PROBLEM TO SOLVE: Type the entries again, word for word.

Stored data:

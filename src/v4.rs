//! UUIDv4-related functionality

use crate::entropy::EntropySource;
use crate::Uuid;

impl Uuid {
    /// Creates a UUIDv4 object from 16 random bytes, overwriting the version and variant bits.
    ///
    /// # Examples
    ///
    /// ```rust
    /// use uuid14::Uuid;
    ///
    /// let uuid = Uuid::from_random_v4([0xff; 16]);
    /// assert_eq!(uuid.to_string(), "ffffffff-ffff-4fff-bfff-ffffffffffff");
    /// ```
    pub const fn from_random_v4(mut bytes: [u8; 16]) -> Self {
        bytes[6] = 0x40 | (bytes[6] & 0x0f);
        bytes[8] = 0x80 | (bytes[8] & 0x3f);
        Self(bytes)
    }
}

/// Generates a UUIDv4 object from the entropy source given.
///
/// Errors from the source are returned as is.
pub fn uuid4_from<E: EntropySource + ?Sized>(source: &mut E) -> Result<Uuid, rand::Error> {
    source.next_16_bytes().map(Uuid::from_random_v4)
}
//! Conversion between Unix time and the 60-bit UUID timestamp
//!
//! UUID timestamps count 100-nanosecond intervals since the Gregorian epoch (1582-10-15
//! 00:00:00 UTC), whereas this crate handles time as `msecs` (integer milliseconds since the Unix
//! epoch) plus `nsecs` (the residual 100-nanosecond intervals within that millisecond). The
//! arithmetic below is split into high and low 32-bit halves so that no intermediate value
//! exceeds 53 bits of magnitude.

/// Number of 100-nanosecond intervals between the Gregorian epoch and the Unix epoch.
pub const GREGORIAN_OFFSET: u64 = 122_192_928_000_000_000;

/// Number of 100-nanosecond intervals in a millisecond.
pub const NSECS_PER_MSEC: u16 = 10_000;

/// Smallest `msecs` representable by a UUID timestamp (the Gregorian epoch).
pub const MIN_MSECS: i64 = -12_219_292_800_000;

/// Largest `msecs` at which every `nsecs` value is representable by a UUID timestamp.
///
/// The 60-bit field ends at `(MAX_MSECS + 1, 6975)`, so the following millisecond is only
/// partially representable and is excluded.
pub const MAX_MSECS: i64 = 103_072_857_660_683;

const TWO_32: i64 = 1 << 32;
const TICKS: i64 = NSECS_PER_MSEC as i64;
const OFFSET_HI: i64 = (GREGORIAN_OFFSET >> 32) as i64;
const OFFSET_LO: i64 = (GREGORIAN_OFFSET & 0xffff_ffff) as i64;

/// The three timestamp fields of a version 1 UUID.
#[derive(Copy, Clone, Eq, PartialEq, Hash, Debug, Default)]
pub struct TimeFields {
    /// Low 32 bits of the timestamp.
    pub time_low: u32,
    /// Middle 16 bits of the timestamp.
    pub time_mid: u16,
    /// High 12 bits of the timestamp.
    pub time_hi: u16,
}

impl TimeFields {
    /// Returns the 60-bit timestamp the fields represent.
    pub const fn ticks(&self) -> u64 {
        ((self.time_hi as u64 & 0xfff) << 48) | ((self.time_mid as u64) << 32) | self.time_low as u64
    }

    /// Splits a 60-bit timestamp into fields.
    ///
    /// # Panics
    ///
    /// Panics if `ticks` is not a 60-bit integer.
    pub const fn from_ticks(ticks: u64) -> Self {
        if ticks >= 1 << 60 {
            panic!("`ticks` must be a 60-bit integer");
        }
        Self {
            time_low: ticks as u32,
            time_mid: (ticks >> 32) as u16,
            time_hi: (ticks >> 48) as u16,
        }
    }
}

/// Converts a Unix time to UUID timestamp fields.
///
/// # Examples
///
/// ```rust
/// use uuid14::timestamp::{to_uuid_epoch, TimeFields};
///
/// let fields = to_uuid_epoch(1321651533573, 5432);
/// assert_eq!(
///     fields,
///     TimeFields { time_low: 0xd9428888, time_mid: 0x122b, time_hi: 0x1e1 }
/// );
/// ```
///
/// # Panics
///
/// Panics if `nsecs` is not less than 10000 or if the time does not fit in the 60-bit timestamp.
/// Any `msecs` from [`MIN_MSECS`] to [`MAX_MSECS`] fits with any valid `nsecs`.
pub fn to_uuid_epoch(msecs: i64, nsecs: u16) -> TimeFields {
    assert!(nsecs < NSECS_PER_MSEC, "`nsecs` must be less than 10000");

    let lo = msecs % TWO_32;
    let mut hi = (msecs - lo) / TWO_32 * TICKS + OFFSET_HI;
    let lo = lo * TICKS + nsecs as i64 + OFFSET_LO;

    let mut rem = lo % TWO_32;
    hi += (lo - rem) / TWO_32;
    if rem < 0 {
        // borrow from the high half
        rem += TWO_32;
        hi -= 1;
    }

    assert!(
        (0..1 << 28).contains(&hi),
        "`msecs` out of the range of UUID timestamp"
    );
    TimeFields {
        time_low: rem as u32,
        time_mid: (hi & 0xffff) as u16,
        time_hi: (hi >> 16) as u16,
    }
}

/// Converts UUID timestamp fields back to a Unix time, returning `(msecs, nsecs)`.
///
/// The result is floored to the millisecond, so `nsecs` is always in `0..10000` even for times
/// before the Unix epoch.
pub fn from_uuid_epoch(fields: TimeFields) -> (i64, u16) {
    let hi = ((fields.time_hi as i64 & 0xfff) << 16) + fields.time_mid as i64 - OFFSET_HI;
    let rem_hi = hi.rem_euclid(TICKS);
    let hi = hi.div_euclid(TICKS);

    let lo = fields.time_low as i64 - OFFSET_LO;
    let rem_lo = lo.rem_euclid(TICKS);
    let lo = lo.div_euclid(TICKS);

    let rem = rem_hi * TWO_32 + rem_lo;
    let nsecs = rem % TICKS;
    let msecs = hi * TWO_32 + lo + rem / TICKS;
    (msecs, nsecs as u16)
}
//! Host-name resolution seam.
//!
//! DNS is an external collaborator, not part of this crate. The default
//! [`LiteralResolver`] accepts address literals and fails anything else;
//! applications wire a real resolver through
//! [`EndpointConfig::resolver`](crate::EndpointConfig).

use std::future::Future;
use std::net::IpAddr;
use std::pin::Pin;

use crate::error::DgramError;

/// Resolve a destination host to an address literal before dispatch.
pub trait Resolve: Send + Sync {
    /// Resolve `host` to an address string the native side accepts.
    fn lookup<'a>(
        &'a self,
        host: &'a str,
    ) -> Pin<Box<dyn Future<Output = Result<String, DgramError>> + Send + 'a>>;
}

/// Accepts IPv4/IPv6 literals verbatim; anything needing actual DNS fails
/// with a resolution error.
pub struct LiteralResolver;

impl Resolve for LiteralResolver {
    fn lookup<'a>(
        &'a self,
        host: &'a str,
    ) -> Pin<Box<dyn Future<Output = Result<String, DgramError>> + Send + 'a>> {
        Box::pin(async move {
            if host.parse::<IpAddr>().is_ok() {
                Ok(host.to_string())
            } else {
                Err(DgramError::Resolution(host.to_string()))
            }
        })
    }
}

#[cfg(test)]
mod tests {
    use super::*;

    #[tokio::test]
    async fn literals_pass_through() {
        let r = LiteralResolver;
        assert_eq!(r.lookup("127.0.0.1").await.unwrap(), "127.0.0.1");
        assert_eq!(r.lookup("::1").await.unwrap(), "::1");
    }

    #[tokio::test]
    async fn host_names_fail_resolution() {
        let r = LiteralResolver;
        assert_eq!(
            r.lookup("example.com").await,
            Err(DgramError::Resolution("example.com".into()))
        );
    }
}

YOUR RESPONSE:
filename src/v4.rs
//! UUIDv4-related functionality

use crate::entropy::EntropySource;
use crate::Uuid;

impl Uuid {
    /// Creates a UUIDv4 object from 16 random bytes, overwriting the version and variant bits.
    ///
    /// # Examples
    ///
    /// ```rust
    /// use uuid14::Uuid;
    ///
    /// let uuid = Uuid::from_random_v4([0xff; 16]);
    /// assert_eq!(uuid.to_string(), "ffffffff-ffff-4fff-bfff-ffffffffffff");
    /// ```
    pub const fn from_random_v4(mut bytes: [u8; 16]) -> Self {
        bytes[6] = 0x40 | (bytes[6] & 0x0f);
        bytes[8] = 0x80 | (bytes[8] & 0x3f);
        Self(bytes)
    }
}

/// Generates a UUIDv4 object from the entropy source given.
///
/// Errors from the source are returned as is.
pub fn uuid4_from<E: EntropySource + ?Sized>(source: &mut E) -> Result<Uuid, rand::Error> {
    source.next_16_bytes().map(Uuid::from_random_v4)
}
//! Conversion between Unix time and the 60-bit UUID timestamp
//!
//! UUID timestamps count 100-nanosecond intervals since the Gregorian epoch (1582-10-15
//! 00:00:00 UTC), whereas this crate handles time as `msecs` (integer milliseconds since the Unix
//! epoch) plus `nsecs` (the residual 100-nanosecond intervals within that millisecond). The
//! arithmetic below is split into high and low 32-bit halves so that no intermediate value
//! exceeds 53 bits of magnitude.

/// Number of 100-nanosecond intervals between the Gregorian epoch and the Unix epoch.
pub const GREGORIAN_OFFSET: u64 = 122_192_928_000_000_000;

/// Number of 100-nanosecond intervals in a millisecond.
pub const NSECS_PER_MSEC: u16 = 10_000;

/// Smallest `msecs` representable by a UUID timestamp (the Gregorian epoch).
pub const MIN_MSECS: i64 = -12_219_292_800_000;

/// Largest `msecs` at which every `nsecs` value is representable by a UUID timestamp.
///
/// The 60-bit field ends at `(MAX_MSECS + 1, 6975)`, so the following millisecond is only
/// partially representable and is excluded.
pub const MAX_MSECS: i64 = 103_072_857_660_683;

const TWO_32: i64 = 1 << 32;
const TICKS: i64 = NSECS_PER_MSEC as i64;
const OFFSET_HI: i64 = (GREGORIAN_OFFSET >> 32) as i64;
const OFFSET_LO: i64 = (GREGORIAN_OFFSET & 0xffff_ffff) as i64;

/// The three timestamp fields of a version 1 UUID.
#[derive(Copy, Clone, Eq, PartialEq, Hash, Debug, Default)]
pub struct TimeFields {
    /// Low 32 bits of the timestamp.
    pub time_low: u32,
    /// Middle 16 bits of the timestamp.
    pub time_mid: u16,
    /// High 12 bits of the timestamp.
    pub time_hi: u16,
}

impl TimeFields {
    /// Returns the 60-bit timestamp the fields represent.
    pub const fn ticks(&self) -> u64 {
        ((self.time_hi as u64 & 0xfff) << 48) | ((self.time_mid as u64) << 32) | self.time_low as u64
    }

    /// Splits a 60-bit timestamp into fields.
    ///
    /// # Panics
    ///
    /// Panics if `ticks` is not a 60-bit integer.
    pub const fn from_ticks(ticks: u64) -> Self {
        if ticks >= 1 << 60 {
            panic!("`ticks` must be a 60-bit integer");
        }
        Self {
            time_low: ticks as u32,
            time_mid: (ticks >> 32) as u16,
            time_hi: (ticks >> 48) as u16,
        }
    }
}

/// Converts a Unix time to UUID timestamp fields.
///
/// # Examples
///
/// ```rust
/// use uuid14::timestamp::{to_uuid_epoch, TimeFields};
///
/// let fields = to_uuid_epoch(1321651533573, 5432);
/// assert_eq!(
///     fields,
///     TimeFields { time_low: 0xd9428888, time_mid: 0x122b, time_hi: 0x1e1 }
/// );
/// ```
///
/// # Panics
///
/// Panics if `nsecs` is not less than 10000 or if the time does not fit in the 60-bit timestamp.
/// Any `msecs` from [`MIN_MSECS`] to [`MAX_MSECS`] fits with any valid `nsecs`.
pub fn to_uuid_epoch(msecs: i64, nsecs: u16) -> TimeFields {
    assert!(nsecs < NSECS_PER_MSEC, "`nsecs` must be less than 10000");

    let lo = msecs % TWO_32;
    let mut hi = (msecs - lo) / TWO_32 * TICKS + OFFSET_HI;
    let lo = lo * TICKS + nsecs as i64 + OFFSET_LO;

    let mut rem = lo % TWO_32;
    hi += (lo - rem) / TWO_32;
    if rem < 0 {
        // borrow from the high half
        rem += TWO_32;
        hi -= 1;
    }

    assert!(
        (0..1 << 28).contains(&hi),
        "`msecs` out of the range of UUID timestamp"
    );
    TimeFields {
        time_low: rem as u32,
        time_mid: (hi & 0xffff) as u16,
        time_hi: (hi >> 16) as u16,
    }
}

/// Converts UUID timestamp fields back to a Unix time, returning `(msecs, nsecs)`.
///
/// The result is floored to the millisecond, so `nsecs` is always in `0..10000` even for times
/// before the Unix epoch.
pub fn from_uuid_epoch(fields: TimeFields) -> (i64, u16) {
    let hi = ((fields.time_hi as i64 & 0xfff) << 16) + fields.time_mid as i64 - OFFSET_HI;
    let rem_hi = hi.rem_euclid(TICKS);
    let hi = hi.div_euclid(TICKS);

    let lo = fields.time_low as i64 - OFFSET_LO;
    let rem_lo = lo.rem_euclid(TICKS);
    let lo = lo.div_euclid(TICKS);

    let rem = rem_hi * TWO_32 + rem_lo;
    let nsecs = rem % TICKS;
    let msecs = hi * TWO_32 + lo + rem / TICKS;
    (msecs, nsecs as u16)
}
//! Host-name resolution seam.
//!
//! DNS is an external collaborator, not part of this crate. The default
//! [`LiteralResolver`] accepts address literals and fails anything else;
//! applications wire a real resolver through
//! [`EndpointConfig::resolver`](crate::EndpointConfig).

use std::future::Future;
use std::net::IpAddr;
use std::pin::Pin;

use crate::error::DgramError;

/// Resolve a destination host to an address literal before dispatch.
pub trait Resolve: Send + Sync {
    /// Resolve `host` to an address string the native side accepts.
    fn lookup<'a>(
        &'a self,
        host: &'a str,
    ) -> Pin<Box<dyn Future<Output = Result<String, DgramError>> + Send + 'a>>;
}

/// Accepts IPv4/IPv6 literals verbatim; anything needing actual DNS fails
/// with a resolution error.
pub struct LiteralResolver;

impl Resolve for LiteralResolver {
    fn lookup<'a>(
        &'a self,
        host: &'a str,
    ) -> Pin<Box<dyn Future<Output = Result<String, DgramError>> + Send + 'a>> {
        Box::pin(async move {
            if host.parse::<IpAddr>().is_ok() {
                Ok(host.to_string())
            } else {
                Err(DgramError::Resolution(host.to_string()))
            }
        })
    }
}

#[cfg(test)]
mod tests {
    use super::*;

    #[tokio::test]
    async fn literals_pass_through() {
        let r = LiteralResolver;
        assert_eq!(r.lookup("127.0.0.1").await.unwrap(), "127.0.0.1");
        assert_eq!(r.lookup("::1").await.unwrap(), "::1");
    }

    #[tokio::test]
    async fn host_names_fail_resolution() {
        let r = LiteralResolver;
        assert_eq!(
            r.lookup("example.com").await,
            Err(DgramError::Resolution("example.com".into()))
        );
    }
}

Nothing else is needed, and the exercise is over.